[tz] Pre-1970 data

Stephen Colebourne scolebourne at joda.org
Mon Oct 18 13:07:39 UTC 2021


How can this project successfully handle pre-1970 data? Why have I
focussed so much on IDs and their value to tzdb?

Intro
-------
In previous threads I've focussed on IDs, and laid out different ways
to describe the groups of IDs we have. For now, lets focus solely on
the two main groups
- region IDs, which represent abstract regions where clocks have been
the same since 1970
- non-region IDs, which represent locations where tzdb has, at some
point, added an ID

The key observation is that the segregation between these two groups
of IDs *did not exist* until around 2014. It was only in 2018 that the
ISO country rule was removed.
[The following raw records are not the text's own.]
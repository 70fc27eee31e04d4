use axum::routing::{get, post, put};
use axum::Router;
use tower_http::trace::TraceLayer;

use crate::config::{apply_security_headers, create_cors_layer, Config};
use crate::handlers::{auth, events, health_check, registrations};
use crate::state::AppState;

pub fn create_routes(state: AppState, config: &Config) -> Router {
    let router = Router::new()
        .route("/health", get(health_check))
        .route("/auth/register", post(auth::register))
        .route("/auth/login", post(auth::login))
        .route("/auth/logout", post(auth::logout))
        .route("/events", get(events::list_events).post(events::create_event))
        .route("/events/mine", get(events::my_events))
        .route(
            "/events/:id",
            put(events::update_event).delete(events::delete_event),
        )
        .route("/events/:id/volunteers", get(events::event_volunteers))
        .route(
            "/events/:id/join",
            post(registrations::join_event).delete(registrations::unjoin_event),
        )
        .route("/me/events", get(registrations::joined_events))
        .with_state(state)
        .layer(TraceLayer::new_for_http());

    apply_security_headers(router, config.production)
        .layer(create_cors_layer(&config.allowed_origins))
}
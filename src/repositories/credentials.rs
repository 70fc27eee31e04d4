use sqlx::SqlitePool;
use tracing::{debug, info};

use crate::models::user::{normalize_email, Credentials, NewUser, User, UserId, UserRow};
use crate::password::{hash_password, verify_against_dummy, verify_password};
use crate::repositories::is_unique_violation;
use crate::utils::error::{AppError, AppResult};

/// User identities and their password hashes.
#[derive(Clone)]
pub struct CredentialStore {
    db: SqlitePool,
}

impl CredentialStore {
    pub fn new(db: SqlitePool) -> Self {
        Self { db }
    }

    /// Stores a new account. The plaintext password is hashed before it reaches the store.
    pub async fn register(&self, new_user: &NewUser) -> AppResult<UserId> {
        let email = normalize_email(&new_user.email);
        let password_hash = hash_password(new_user.password.clone()).await?;

        let res = sqlx::query(
            r#"
                INSERT INTO users (name, email, password_hash, role)
                VALUES (?, ?, ?, ?)
            "#,
        )
        .bind(&new_user.name)
        .bind(&email)
        .bind(&password_hash)
        .bind(new_user.role.as_str())
        .execute(&self.db)
        .await
        .map_err(|e| {
            if is_unique_violation(&e) {
                AppError::DuplicateEmail
            } else {
                AppError::Database(e)
            }
        })?;

        let id = res.last_insert_rowid();
        info!(user_id = id, email = %email, role = %new_user.role, "User registered");
        Ok(id)
    }

    /// Unknown email and wrong password both yield `AuthFailure`.
    pub async fn authenticate(&self, credentials: &Credentials) -> AppResult<User> {
        let Some(row) = self.find_row(&credentials.email).await? else {
            verify_against_dummy(credentials.password.clone()).await?;
            debug!("Login rejected");
            return Err(AppError::AuthFailure);
        };

        if !verify_password(credentials.password.clone(), row.password_hash.clone()).await? {
            debug!(user_id = row.id, "Login rejected");
            return Err(AppError::AuthFailure);
        }

        let user = row.into_user()?;
        info!(user_id = user.id, "User logged in");
        Ok(user)
    }

    pub async fn find_by_email(&self, email: &str) -> AppResult<Option<User>> {
        self.find_row(email)
            .await?
            .map(UserRow::into_user)
            .transpose()
    }

    async fn find_row(&self, email: &str) -> AppResult<Option<UserRow>> {
        let row = sqlx::query_as::<_, UserRow>(
            r#"
                SELECT id, name, email, password_hash, role
                FROM users
                WHERE email = ?
            "#,
        )
        .bind(normalize_email(email))
        .fetch_optional(&self.db)
        .await?;
        Ok(row)
    }
}
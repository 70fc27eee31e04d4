use dotenvy::dotenv;
use tokio::net::TcpListener;
use tracing_subscriber::EnvFilter;

use helping_hands_server::config::Config;
use helping_hands_server::db;
use helping_hands_server::routes::create_routes;
use helping_hands_server::state::AppState;

const DEFAULT_LOG_FILTER: &str = "helping_hands_server=info,tower_http=info";

#[tokio::main]
async fn main() {
    dotenv().ok();
    tracing_subscriber::fmt()
        .with_env_filter(
            EnvFilter::try_from_default_env().unwrap_or_else(|_| EnvFilter::new(DEFAULT_LOG_FILTER)),
        )
        .init();

    let config = Config::from_env().expect("Invalid configuration");

    let pool = db::connect(&config)
        .await
        .expect("Failed to open database");

    tracing::info!("Successfully connected to database");

    let app = create_routes(AppState::new(pool, config.session_ttl), &config);

    tracing::info!("Server running at http://{}", config.bind_addr);

    let listener = TcpListener::bind(config.bind_addr)
        .await
        .expect("Failed to bind address");

    axum::serve(listener, app).await.expect("Server failed");
}
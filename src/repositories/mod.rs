pub mod credentials;
pub mod events;
pub mod registrations;

pub use credentials::CredentialStore;
pub use events::EventRepository;
pub use registrations::RegistrationLedger;

pub(crate) fn is_unique_violation(err: &sqlx::Error) -> bool {
    matches!(err, sqlx::Error::Database(db) if db.is_unique_violation())
}

pub(crate) fn is_foreign_key_violation(err: &sqlx::Error) -> bool {
    matches!(err, sqlx::Error::Database(db) if db.is_foreign_key_violation())
}
pub mod domain;
pub mod session;

pub use domain::DomainService;
pub use session::SessionRegistry;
It has only been since 2014 or so that
IDs have been merged. What tzdb previously offered was a set of IDs,
based on a simple rule - "ID as needed for post-1970 data, with at
least one per ISO country". Full history was available for each of
these (whether accurate or not). What has happened since is a split,
where no split previously existed. A split which favours some
locations over others.

The recent mailing list debates merely represent the cumulation of
this favouritism. The irony is that the merges are being done in the
name of equity and fairness, when the outcome has actually been the
exact opposite - picking favourites, and denigrating everywhere else.
That the approach to picking favourites is according to a standardised
largest city rule isn't really that relevant here - it is the outcome
that is unfair, not the process.

If region IDs were of different appearance (eg. numeric or textually
different) then the issues would not have arisen. The mistake was
taking a fully functional and fully integral set of IDs, and
bifurcating it into two groups. The split was actually a huge change
in the policy of tzdb, which has been added drip by drip, rather than
something that was ever fully appreciated up front.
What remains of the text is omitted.